_WHAT THE TASK REQUIRES_.
Count how many lines below include the string "false". Only that number should appear in the reply.
(LISTED ENTRIES)
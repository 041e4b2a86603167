//! Lateness evaluation against a fixed start time or a shift roster.
//!
//! Non-shift workers are measured against their daily default start
//! time. Shift workers are measured against the start time of the shift
//! code rostered for the check-in weekday, with two overnight
//! corrections: an early-morning check-in with no code for its own
//! weekday falls back to the previous weekday's code, and a negative
//! minute-of-day difference is shifted by one day so arrivals past
//! midnight compare against the night shift that started the evening
//! before.

use chrono::{Datelike, NaiveDateTime, NaiveTime, Timelike};
use serde::{Deserialize, Serialize};

use crate::config::ShiftTable;
use crate::error::{EngineError, EngineResult};
use crate::models::{Employee, ShiftRoster};

/// Default lateness grace in minutes: any late arrival is flagged.
pub const DEFAULT_GRACE_MINUTES: i64 = 0;

/// Grace in minutes used by export reporting: arrivals up to five
/// minutes late are not flagged.
pub const EXPORT_GRACE_MINUTES: i64 = 5;

/// Check-ins earlier than this hour may belong to the previous day's
/// overnight shift.
const OVERNIGHT_CUTOFF_HOUR: u32 = 5;

/// Minutes in one day.
const MINUTES_PER_DAY: i64 = 1440;

/// The outcome of a lateness evaluation.
#[derive(Debug, Clone, Copy, PartialEq, Eq, Serialize, Deserialize)]
pub struct LatenessResult {
    /// Whether the arrival counts as late under the applied grace.
    pub is_late: bool,
    /// Minutes past the expected start; zero when on time or early.
    /// Reported in full even when the grace keeps `is_late` down.
    pub late_minutes: i64,
}

/// Evaluates whether a check-in was late.
///
/// Non-shift workers require a `default_start_time`; shift workers
/// require a roster covering the check-in's weekday (or the previous
/// weekday for early-morning arrivals) plus a shift table resolving the
/// rostered code.
///
/// # Arguments
///
/// * `employee` - The employee whose schedule applies
/// * `check_in` - The clock-in instant being evaluated
/// * `roster` - The employee's roster for the check-in month, when one exists
/// * `shifts` - The shift-code start-time table
/// * `grace_minutes` - Tolerance below which a late arrival is not flagged
///
/// # Errors
///
/// Returns [`EngineError::NoApplicableSchedule`] when neither a default
/// start time nor a resolvable shift code exists. Callers must surface
/// this as "lateness unknown", never as "on time".
///
/// # Examples
///
/// ```
/// use attendance_engine::calculation::{evaluate_lateness, DEFAULT_GRACE_MINUTES};
/// use attendance_engine::config::ShiftTable;
/// use attendance_engine::models::{Employee, EmploymentCategory};
/// use chrono::{NaiveDate, NaiveDateTime, NaiveTime};
/// use uuid::Uuid;
///
/// let employee = Employee {
///     id: Uuid::nil(),
///     name: "Sato Kenji".to_string(),
///     department: None,
///     join_date: Some(NaiveDate::from_ymd_opt(2020, 4, 1).unwrap()),
///     category: EmploymentCategory::FullTime,
///     is_shift_worker: false,
///     default_start_time: Some(NaiveTime::from_hms_opt(9, 0, 0).unwrap()),
///     resigned: false,
/// };
/// let check_in = NaiveDateTime::parse_from_str("2025-04-01 09:07:00", "%Y-%m-%d %H:%M:%S").unwrap();
///
/// let result = evaluate_lateness(
///     &employee,
///     check_in,
///     None,
///     &ShiftTable::statutory(),
///     DEFAULT_GRACE_MINUTES,
/// ).unwrap();
/// assert!(result.is_late);
/// assert_eq!(result.late_minutes, 7);
/// ```
pub fn evaluate_lateness(
    employee: &Employee,
    check_in: NaiveDateTime,
    roster: Option<&ShiftRoster>,
    shifts: &ShiftTable,
    grace_minutes: i64,
) -> EngineResult<LatenessResult> {
    let late_minutes = if employee.is_shift_worker {
        shift_late_minutes(employee, check_in, roster, shifts)?
    } else {
        fixed_late_minutes(employee, check_in)?
    };

    Ok(LatenessResult {
        is_late: late_minutes > grace_minutes,
        late_minutes,
    })
}

/// Fixed-start lateness: minute-of-day difference, floored at zero.
fn fixed_late_minutes(employee: &Employee, check_in: NaiveDateTime) -> EngineResult<i64> {
    let start = employee
        .default_start_time
        .ok_or(EngineError::NoApplicableSchedule {
            employee_id: employee.id,
            date: check_in.date(),
        })?;
    Ok((minute_of_day(check_in.time()) - minute_of_day(start)).max(0))
}

/// Shift-roster lateness.
///
/// The rostered code is looked up by the check-in weekday; an
/// early-morning check-in (before 05:00) with no code of its own
/// belongs to the previous weekday's overnight shift. A negative
/// minute-of-day difference means the expected start was on the
/// previous calendar day, so one day is added back.
fn shift_late_minutes(
    employee: &Employee,
    check_in: NaiveDateTime,
    roster: Option<&ShiftRoster>,
    shifts: &ShiftTable,
) -> EngineResult<i64> {
    let no_schedule = || EngineError::NoApplicableSchedule {
        employee_id: employee.id,
        date: check_in.date(),
    };

    let roster = roster.ok_or_else(no_schedule)?;
    let weekday = check_in.weekday();
    let early_morning = check_in.hour() < OVERNIGHT_CUTOFF_HOUR;

    let code = match roster.code_for(weekday) {
        Some(code) => Some(code),
        None if early_morning => roster.code_for(weekday.pred()),
        None => None,
    };
    let code = code.ok_or_else(no_schedule)?;
    let start = shifts.start_for(code).ok_or_else(no_schedule)?;

    let mut diff = minute_of_day(check_in.time()) - minute_of_day(start);
    if diff < 0 {
        diff += MINUTES_PER_DAY;
    }
    Ok(diff)
}

fn minute_of_day(time: NaiveTime) -> i64 {
    i64::from(time.hour()) * 60 + i64::from(time.minute())
}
(End LISTED ENTRIES)
_PROBLEM SOLUTION_.
2